What this task involves -
Provide an exact transcription of all the records.

[Data entries]

>>

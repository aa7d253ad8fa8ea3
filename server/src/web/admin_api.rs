use std::sync::Arc;

use axum::Json;
use axum::extract::State;
use axum::response::{IntoResponse, Response};
use chrono::Utc;
use serde::Deserialize;
use serde_json::json;

use crate::engine::error::ChatError;
use crate::engine::moderation::{EffectAction, TargetKind};
use crate::engine::rooms::{DEFAULT_ROOM, RoomPrivacy};

use super::app_state::AppState;
use super::auth_middleware::Moderator;

fn default_room() -> String {
    DEFAULT_ROOM.to_string()
}

#[derive(Deserialize)]
pub struct CreateRoomRequest {
    pub name: String,
    #[serde(default)]
    pub privacy: RoomPrivacy,
}

/// POST /api/admin/create-room
pub async fn create_room(
    State(state): State<Arc<AppState>>,
    Moderator(user): Moderator,
    Json(body): Json<CreateRoomRequest>,
) -> Result<&'static str, ChatError> {
    state
        .engine
        .create_room(body.name.trim(), body.privacy, &user.username)?;
    Ok("OK")
}

fn default_color() -> String {
    "#000000".to_string()
}

#[derive(Deserialize)]
pub struct ScreenEffectRequest {
    #[serde(rename = "type")]
    pub kind: TargetKind,
    pub identifier: String,
    pub action: EffectAction,
    #[serde(default = "default_color")]
    pub color: String,
    #[serde(default)]
    pub duration: u64,
}

/// POST /api/admin/screen-effect — duration 0 means no expiry.
pub async fn screen_effect(
    State(state): State<Arc<AppState>>,
    Moderator(user): Moderator,
    Json(body): Json<ScreenEffectRequest>,
) -> Result<&'static str, ChatError> {
    let identifier = body.identifier.trim();
    if identifier.is_empty() {
        return Err(ChatError::Validation("Invalid identifier".into()));
    }
    state.engine.moderation().set_effect(
        body.kind,
        identifier,
        body.action,
        &body.color,
        body.duration,
        &user.username,
        Utc::now(),
    );
    Ok("OK")
}

#[derive(Deserialize)]
pub struct ClearEffectRequest {
    #[serde(rename = "type")]
    pub kind: TargetKind,
    pub identifier: String,
}

/// POST /api/admin/clear-effect
pub async fn clear_effect(
    State(state): State<Arc<AppState>>,
    Moderator(_user): Moderator,
    Json(body): Json<ClearEffectRequest>,
) -> Result<&'static str, ChatError> {
    let identifier = body.identifier.trim();
    if identifier.is_empty() {
        return Err(ChatError::Validation("Invalid identifier".into()));
    }
    state.engine.moderation().clear_effect(body.kind, identifier);
    Ok("OK")
}

fn default_reason() -> String {
    "No reason provided".to_string()
}

fn default_true() -> bool {
    true
}

#[derive(Deserialize)]
pub struct BanRequest {
    #[serde(rename = "type")]
    pub kind: TargetKind,
    pub identifier: String,
    #[serde(default = "default_reason")]
    pub reason: String,
    #[serde(default = "default_true")]
    pub ban: bool,
}

/// POST /api/admin/ban — `ban: false` performs an unban.
pub async fn ban(
    State(state): State<Arc<AppState>>,
    Moderator(user): Moderator,
    Json(body): Json<BanRequest>,
) -> Result<&'static str, ChatError> {
    let identifier = body.identifier.trim();
    if identifier.is_empty() {
        return Err(ChatError::Validation("Invalid identifier".into()));
    }
    if body.ban {
        state
            .engine
            .moderation()
            .ban(body.kind, identifier, &body.reason, &user.username);
    } else {
        state
            .engine
            .moderation()
            .unban(body.kind, identifier, &user.username);
    }
    Ok("OK")
}

/// POST /api/admin/mass-unban — clears all four moderation maps.
pub async fn mass_unban(
    State(state): State<Arc<AppState>>,
    Moderator(user): Moderator,
) -> &'static str {
    state.engine.moderation().mass_unban(&user.username);
    "OK"
}

/// GET /api/admin/active-users
pub async fn active_users(
    State(state): State<Arc<AppState>>,
    Moderator(_user): Moderator,
) -> Json<serde_json::Value> {
    Json(json!({ "users": state.engine.active_users() }))
}

/// GET /api/admin/debug-info
pub async fn debug_info(
    State(state): State<Arc<AppState>>,
    Moderator(_user): Moderator,
) -> impl IntoResponse {
    Json(state.engine.debug_info())
}

#[derive(Debug, Clone, Copy, Deserialize)]
#[serde(rename_all = "lowercase")]
pub enum ManageAction {
    Delete,
    Clear,
    Export,
}

#[derive(Deserialize)]
pub struct ManageMessagesRequest {
    pub action: ManageAction,
    #[serde(default)]
    pub target: String,
    #[serde(default = "default_room")]
    pub room: String,
}

/// POST /api/admin/manage-messages — bulk message operations.
pub async fn manage_messages(
    State(state): State<Arc<AppState>>,
    Moderator(_user): Moderator,
    Json(body): Json<ManageMessagesRequest>,
) -> Response {
    match body.action {
        ManageAction::Delete => {
            let deleted = state.engine.delete_user_messages(&body.room, &body.target);
            Json(json!({ "deleted": deleted })).into_response()
        }
        ManageAction::Clear => {
            state.engine.clear_room(&body.room);
            "OK".into_response()
        }
        ManageAction::Export => Json(state.engine.export_messages()).into_response(),
    }
}

/// GET /api/admin/export-data — full snapshot of rooms, presence, bans,
/// and all messages.
pub async fn export_data(
    State(state): State<Arc<AppState>>,
    Moderator(user): Moderator,
) -> impl IntoResponse {
    Json(state.engine.export_data(&user.username, Utc::now()))
}

#[derive(Deserialize)]
pub struct GlobalMessageRequest {
    pub message: String,
}

/// POST /api/admin/global-message — SYSTEM announcement in every room.
pub async fn global_message(
    State(state): State<Arc<AppState>>,
    Moderator(_user): Moderator,
    Json(body): Json<GlobalMessageRequest>,
) -> Result<&'static str, ChatError> {
    state.engine.global_message(&body.message, Utc::now())?;
    Ok("OK")
}

#[derive(Deserialize)]
pub struct MessageUserRequest {
    pub username: String,
    pub message: String,
}

/// POST /api/admin/message-user — admin note addressed to one user.
pub async fn message_user(
    State(state): State<Arc<AppState>>,
    Moderator(_user): Moderator,
    Json(body): Json<MessageUserRequest>,
) -> Result<&'static str, ChatError> {
    state
        .engine
        .message_user(&body.username, &body.message, Utc::now())?;
    Ok("OK")
}

/// POST /api/admin/force-reconnect — 5 s blink effect on every active user.
pub async fn force_reconnect(
    State(state): State<Arc<AppState>>,
    Moderator(user): Moderator,
) -> Json<serde_json::Value> {
    let affected = state.engine.force_reconnect(&user.username, Utc::now());
    Json(json!({ "status": "OK", "affected": affected }))
}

<<

Solution to the problem -
repository aa7d253ad8fa8ea3
filename server/src/web/admin_api.rs
use std::sync::Arc;

use axum::Json;
use axum::extract::State;
use axum::response::{IntoResponse, Response};
use chrono::Utc;
use serde::Deserialize;
use serde_json::json;

use crate::engine::error::ChatError;
use crate::engine::moderation::{EffectAction, TargetKind};
use crate::engine::rooms::{DEFAULT_ROOM, RoomPrivacy};

use super::app_state::AppState;
use super::auth_middleware::Moderator;

fn default_room() -> String {
    DEFAULT_ROOM.to_string()
}

#[derive(Deserialize)]
pub struct CreateRoomRequest {
    pub name: String,
    #[serde(default)]
    pub privacy: RoomPrivacy,
}

/// POST /api/admin/create-room
pub async fn create_room(
    State(state): State<Arc<AppState>>,
    Moderator(user): Moderator,
    Json(body): Json<CreateRoomRequest>,
) -> Result<&'static str, ChatError> {
    state
        .engine
        .create_room(body.name.trim(), body.privacy, &user.username)?;
    Ok("OK")
}

fn default_color() -> String {
    "#000000".to_string()
}

#[derive(Deserialize)]
pub struct ScreenEffectRequest {
    #[serde(rename = "type")]
    pub kind: TargetKind,
    pub identifier: String,
    pub action: EffectAction,
    #[serde(default = "default_color")]
    pub color: String,
    #[serde(default)]
    pub duration: u64,
}

/// POST /api/admin/screen-effect — duration 0 means no expiry.
pub async fn screen_effect(
    State(state): State<Arc<AppState>>,
    Moderator(user): Moderator,
    Json(body): Json<ScreenEffectRequest>,
) -> Result<&'static str, ChatError> {
    let identifier = body.identifier.trim();
    if identifier.is_empty() {
        return Err(ChatError::Validation("Invalid identifier".into()));
    }
    state.engine.moderation().set_effect(
        body.kind,
        identifier,
        body.action,
        &body.color,
        body.duration,
        &user.username,
        Utc::now(),
    );
    Ok("OK")
}

#[derive(Deserialize)]
pub struct ClearEffectRequest {
    #[serde(rename = "type")]
    pub kind: TargetKind,
    pub identifier: String,
}

/// POST /api/admin/clear-effect
pub async fn clear_effect(
    State(state): State<Arc<AppState>>,
    Moderator(_user): Moderator,
    Json(body): Json<ClearEffectRequest>,
) -> Result<&'static str, ChatError> {
    let identifier = body.identifier.trim();
    if identifier.is_empty() {
        return Err(ChatError::Validation("Invalid identifier".into()));
    }
    state.engine.moderation().clear_effect(body.kind, identifier);
    Ok("OK")
}

fn default_reason() -> String {
    "No reason provided".to_string()
}

fn default_true() -> bool {
    true
}

#[derive(Deserialize)]
pub struct BanRequest {
    #[serde(rename = "type")]
    pub kind: TargetKind,
    pub identifier: String,
    #[serde(default = "default_reason")]
    pub reason: String,
    #[serde(default = "default_true")]
    pub ban: bool,
}

/// POST /api/admin/ban — `ban: false` performs an unban.
pub async fn ban(
    State(state): State<Arc<AppState>>,
    Moderator(user): Moderator,
    Json(body): Json<BanRequest>,
) -> Result<&'static str, ChatError> {
    let identifier = body.identifier.trim();
    if identifier.is_empty() {
        return Err(ChatError::Validation("Invalid identifier".into()));
    }
    if body.ban {
        state
            .engine
            .moderation()
            .ban(body.kind, identifier, &body.reason, &user.username);
    } else {
        state
            .engine
            .moderation()
            .unban(body.kind, identifier, &user.username);
    }
    Ok("OK")
}

/// POST /api/admin/mass-unban — clears all four moderation maps.
pub async fn mass_unban(
    State(state): State<Arc<AppState>>,
    Moderator(user): Moderator,
) -> &'static str {
    state.engine.moderation().mass_unban(&user.username);
    "OK"
}

/// GET /api/admin/active-users
pub async fn active_users(
    State(state): State<Arc<AppState>>,
    Moderator(_user): Moderator,
) -> Json<serde_json::Value> {
    Json(json!({ "users": state.engine.active_users() }))
}

/// GET /api/admin/debug-info
pub async fn debug_info(
    State(state): State<Arc<AppState>>,
    Moderator(_user): Moderator,
) -> impl IntoResponse {
    Json(state.engine.debug_info())
}

#[derive(Debug, Clone, Copy, Deserialize)]
#[serde(rename_all = "lowercase")]
pub enum ManageAction {
    Delete,
    Clear,
    Export,
}

#[derive(Deserialize)]
pub struct ManageMessagesRequest {
    pub action: ManageAction,
    #[serde(default)]
    pub target: String,
    #[serde(default = "default_room")]
    pub room: String,
}

/// POST /api/admin/manage-messages — bulk message operations.
pub async fn manage_messages(
    State(state): State<Arc<AppState>>,
    Moderator(_user): Moderator,
    Json(body): Json<ManageMessagesRequest>,
) -> Response {
    match body.action {
        ManageAction::Delete => {
            let deleted = state.engine.delete_user_messages(&body.room, &body.target);
            Json(json!({ "deleted": deleted })).into_response()
        }
        ManageAction::Clear => {
            state.engine.clear_room(&body.room);
            "OK".into_response()
        }
        ManageAction::Export => Json(state.engine.export_messages()).into_response(),
    }
}

/// GET /api/admin/export-data — full snapshot of rooms, presence, bans,
/// and all messages.
pub async fn export_data(
    State(state): State<Arc<AppState>>,
    Moderator(user): Moderator,
) -> impl IntoResponse {
    Json(state.engine.export_data(&user.username, Utc::now()))
}

#[derive(Deserialize)]
pub struct GlobalMessageRequest {
    pub message: String,
}

/// POST /api/admin/global-message — SYSTEM announcement in every room.
pub async fn global_message(
    State(state): State<Arc<AppState>>,
    Moderator(_user): Moderator,
    Json(body): Json<GlobalMessageRequest>,
) -> Result<&'static str, ChatError> {
    state.engine.global_message(&body.message, Utc::now())?;
    Ok("OK")
}

#[derive(Deserialize)]
pub struct MessageUserRequest {
    pub username: String,
    pub message: String,
}

/// POST /api/admin/message-user — admin note addressed to one user.
pub async fn message_user(
    State(state): State<Arc<AppState>>,
    Moderator(_user): Moderator,
    Json(body): Json<MessageUserRequest>,
) -> Result<&'static str, ChatError> {
    state
        .engine
        .message_user(&body.username, &body.message, Utc::now())?;
    Ok("OK")
}

/// POST /api/admin/force-reconnect — 5 s blink effect on every active user.
pub async fn force_reconnect(
    State(state): State<Arc<AppState>>,
    Moderator(user): Moderator,
) -> Json<serde_json::Value> {
    let affected = state.engine.force_reconnect(&user.username, Utc::now());
    Json(json!({ "status": "OK", "affected": affected }))
}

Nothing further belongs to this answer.